Charter
To document and expose fraud and social-engineering operations through lawful, transparent, open-source investigation, and to deliver verifiable, auditable findings to the public, to platform trust-and-safety teams, to regulators, and to law enforcement.
A distributed collective of human analysts augmented by AI tools, working under a published methodology with full evidentiary auditability, producing research that survives scrutiny in newsrooms, courtrooms, and regulatory hearings. The standard of success is not reach or engagement; it is that every claim MACSITNA publishes is traceable to preserved evidence and withstands independent verification.
Recruit and vet a core team of real, named (internally accountable) analysts. Volunteers contribute research labor, language skills, and domain expertise. They do not contribute their personal accounts or credentials, and no one acts under a false identity.
Collect only publicly available data and never engage in unauthorized access of private systems.
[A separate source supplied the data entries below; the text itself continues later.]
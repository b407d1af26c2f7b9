//! GameView: draws the playfield, HUD and banners into a framebuffer.
//!
//! This module is pure (no I/O). It can be unit-tested.

use crate::core::GameSnapshot;
use crate::fb::{CellStyle, FrameBuffer, Rgb};
use crate::types::{Direction, Pos, ScoreTier};

pub const AVATAR_GLYPH: char = '◆';
pub const DANGER_GLYPH: char = '±';
pub const PERSON_GLYPH: char = '█';

/// Length of the rules above and below a banner
const BANNER_RULE_LEN: u16 = 38;

/// Styles for every element the game draws.
#[derive(Debug, Clone, Copy, PartialEq, Eq)]
pub struct Palette {
    pub border: CellStyle,
    pub avatar: CellStyle,
    pub danger: CellStyle,
    pub person: CellStyle,
    pub hud: CellStyle,
    pub title: CellStyle,
    pub prompt: CellStyle,
    pub alert_border: CellStyle,
}

impl Default for Palette {
    fn default() -> Self {
        let text = CellStyle::default();
        Self {
            border: text,
            avatar: text.bold(),
            danger: CellStyle::fg(Rgb::new(220, 60, 60)),
            person: CellStyle::fg(Rgb::new(80, 220, 220)),
            hud: text,
            title: CellStyle::fg(Rgb::new(255, 255, 255)).bold(),
            prompt: CellStyle::fg(Rgb::new(255, 255, 255)).inverted(),
            alert_border: CellStyle {
                blink: true,
                ..CellStyle::fg(Rgb::new(0, 0, 0)).bold()
            },
        }
    }
}

#[derive(Debug, Clone, Default)]
pub struct GameView {
    palette: Palette,
}

impl GameView {
    pub fn new(palette: Palette) -> Self {
        Self { palette }
    }

    pub fn palette(&self) -> &Palette {
        &self.palette
    }

    /// Draw a complete playfield frame from a snapshot.
    pub fn render_into(&self, snap: &GameSnapshot, fb: &mut FrameBuffer) {
        fb.resize(snap.dims.width, snap.dims.height);
        fb.clear();
        self.draw_border(fb);
        self.draw_avatar(fb, snap.avatar, snap.direction);
        self.draw_danger_zones(fb, &snap.danger_zones);
        self.draw_rescue_targets(fb, &snap.rescue_targets);
        self.draw_hud(fb, snap.lives, snap.score, snap.level);
    }

    /// Convenience helper that allocates a new framebuffer.
    pub fn render(&self, snap: &GameSnapshot) -> FrameBuffer {
        let mut fb = FrameBuffer::new(snap.dims.width, snap.dims.height);
        self.render_into(snap, &mut fb);
        fb
    }

    pub fn draw_border(&self, fb: &mut FrameBuffer) {
        self.draw_box(fb, self.palette.border);
    }

    /// Border drawn in the alert style (black, blinking)
    pub fn draw_alert_border(&self, fb: &mut FrameBuffer) {
        self.draw_box(fb, self.palette.alert_border);
    }

    fn draw_box(&self, fb: &mut FrameBuffer, style: CellStyle) {
        let (w, h) = (fb.width(), fb.height());
        if w < 2 || h < 2 {
            return;
        }

        fb.put_char(0, 0, '┌', style);
        fb.put_char(w - 1, 0, '┐', style);
        fb.put_char(0, h - 1, '└', style);
        fb.put_char(w - 1, h - 1, '┘', style);

        for x in 1..w - 1 {
            fb.put_char(x, 0, '─', style);
            fb.put_char(x, h - 1, '─', style);
        }
        for y in 1..h - 1 {
            fb.put_char(0, y, '│', style);
            fb.put_char(w - 1, y, '│', style);
        }
    }

    /// Diamond on the avatar cell, arrow on the cell it faces.
    pub fn draw_avatar(&self, fb: &mut FrameBuffer, pos: Pos, direction: Direction) {
        let style = self.palette.avatar;
        if let Some((x, y)) = screen_xy(pos) {
            fb.put_char(x, y, AVATAR_GLYPH, style);
        }
        if let Some((x, y)) = screen_xy(pos.step(direction)) {
            fb.put_char(x, y, arrow(direction), style);
        }
    }

    pub fn draw_danger_zones(&self, fb: &mut FrameBuffer, cells: &[Pos]) {
        self.draw_cells(fb, cells, DANGER_GLYPH, self.palette.danger);
    }

    pub fn draw_rescue_targets(&self, fb: &mut FrameBuffer, cells: &[Pos]) {
        self.draw_cells(fb, cells, PERSON_GLYPH, self.palette.person);
    }

    fn draw_cells(&self, fb: &mut FrameBuffer, cells: &[Pos], ch: char, style: CellStyle) {
        for &pos in cells {
            if let Some((x, y)) = screen_xy(pos) {
                fb.put_char(x, y, ch, style);
            }
        }
    }

    /// Status line two rows above the bottom edge.
    pub fn draw_hud(&self, fb: &mut FrameBuffer, lives: u32, score: u32, level: u32) {
        let style = self.palette.hud;
        let (w, h) = (fb.width(), fb.height());
        let y = h.saturating_sub(2);
        let mid = w / 2;

        let end = fb.put_str(2, y, "Score: ", style);
        let score_end = fb.put_u32(end, y, score, style);

        // Narrow terminals would put Level on top of Score.
        let level_x = mid.saturating_sub(35).max(score_end.saturating_add(2));
        let end = fb.put_str(level_x, y, "Level: ", style);
        fb.put_u32(end, y, level, style);

        let end = fb.put_str(mid, y, "Lives: ", style);
        fb.put_u32(end, y, lives, style);

        fb.put_str(w.saturating_sub(17), y, "Press q to quit", style);
    }

    pub fn draw_start_banner(&self, fb: &mut FrameBuffer) {
        let p = &self.palette;
        let text = CellStyle::default();
        let (left, cy) = self.banner_origin(fb);
        let x = left + 2;

        self.banner_rules(fb);
        fb.put_str(x, cy.saturating_sub(3), "ROBO-RESCUE", p.title);

        let end = fb.put_str(x, cy.saturating_sub(1), "Your mission is to rescue people", text);
        fb.put_char(end.saturating_add(2), cy.saturating_sub(1), PERSON_GLYPH, p.person);
        let end = fb.put_str(x, cy, "Beware of danger zones", text);
        fb.put_char(end.saturating_add(2), cy, DANGER_GLYPH, p.danger);
        fb.put_str(x, cy + 1, "Good luck soldier", text);

        fb.put_str(x, cy + 3, "Press any key to start", p.prompt);
    }

    pub fn draw_game_over_banner(
        &self,
        fb: &mut FrameBuffer,
        score: u32,
        tier: ScoreTier,
        seconds_left: u32,
    ) {
        let p = &self.palette;
        let text = CellStyle::default();
        let (left, cy) = self.banner_origin(fb);
        let x = left + 2;

        self.banner_rules(fb);
        fb.put_str(x, cy.saturating_sub(3), "GAME OVER!", p.title);

        let end = fb.put_str(x, cy.saturating_sub(1), "Score: ", text);
        fb.put_u32(end, cy.saturating_sub(1), score, text);
        fb.put_str(x, cy, tier.message(), text);

        let end = fb.put_str(x, cy + 3, "Automatically exiting in ", p.prompt);
        let end = fb.put_u32(end, cy + 3, seconds_left, p.prompt);
        fb.put_str(end, cy + 3, " second(s)", p.prompt);
    }

    /// Left edge of the banner rules and the centre row
    fn banner_origin(&self, fb: &FrameBuffer) -> (u16, u16) {
        ((fb.width() / 2).saturating_sub(17), fb.height() / 2)
    }

    fn banner_rules(&self, fb: &mut FrameBuffer) {
        let (left, cy) = self.banner_origin(fb);
        fb.hline(left, cy.saturating_sub(5), BANNER_RULE_LEN, self.palette.border);
        fb.hline(left, cy + 5, BANNER_RULE_LEN, self.palette.border);
    }
}

fn arrow(direction: Direction) -> char {
    match direction {
        Direction::Left => '←',
        Direction::Right => '→',
        Direction::Up => '↑',
        Direction::Down => '↓',
    }
}

/// Grid cell to framebuffer coordinates; negative cells are off screen.
fn screen_xy(pos: Pos) -> Option<(u16, u16)> {
    let x = u16::try_from(pos.x).ok()?;
    let y = u16::try_from(pos.y).ok()?;
    Some((x, y))
}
AI handles translation, summarization, entity resolution, deduplication, pattern detection, and lead triage at scale. A human analyst verifies every factual claim before it enters the evidentiary record. AI output is always labeled as machine-generated until human-reviewed.
All raw captures, source URLs, retrieval timestamps, and content hashes are committed to GitHub with a documented chain of custody, so every published claim is traceable and auditable by third parties.
Apply standard tradecraft: link analysis, infrastructure and domain mapping, financial-flow tracing where lawful, and formal confidence levels plus source-reliability ratings on every assessment.
Produce standardized intelligence briefs routed to the correct audience: platform trust-and-safety teams, consumer-protection regulators, law-enforcement referrals, and public reporting once legal review clears it. Briefs distinguish fact, assessment, and speculation.
Minimize bystander data, redact uninvolved third parties, apply a right-of-reply practice where safe, maintain a public corrections policy, and never publish accusations against named individuals without legal review.
Operational security exists to protect researchers from retaliation by the networks they investigate, never to disguise automated activity as human behavior.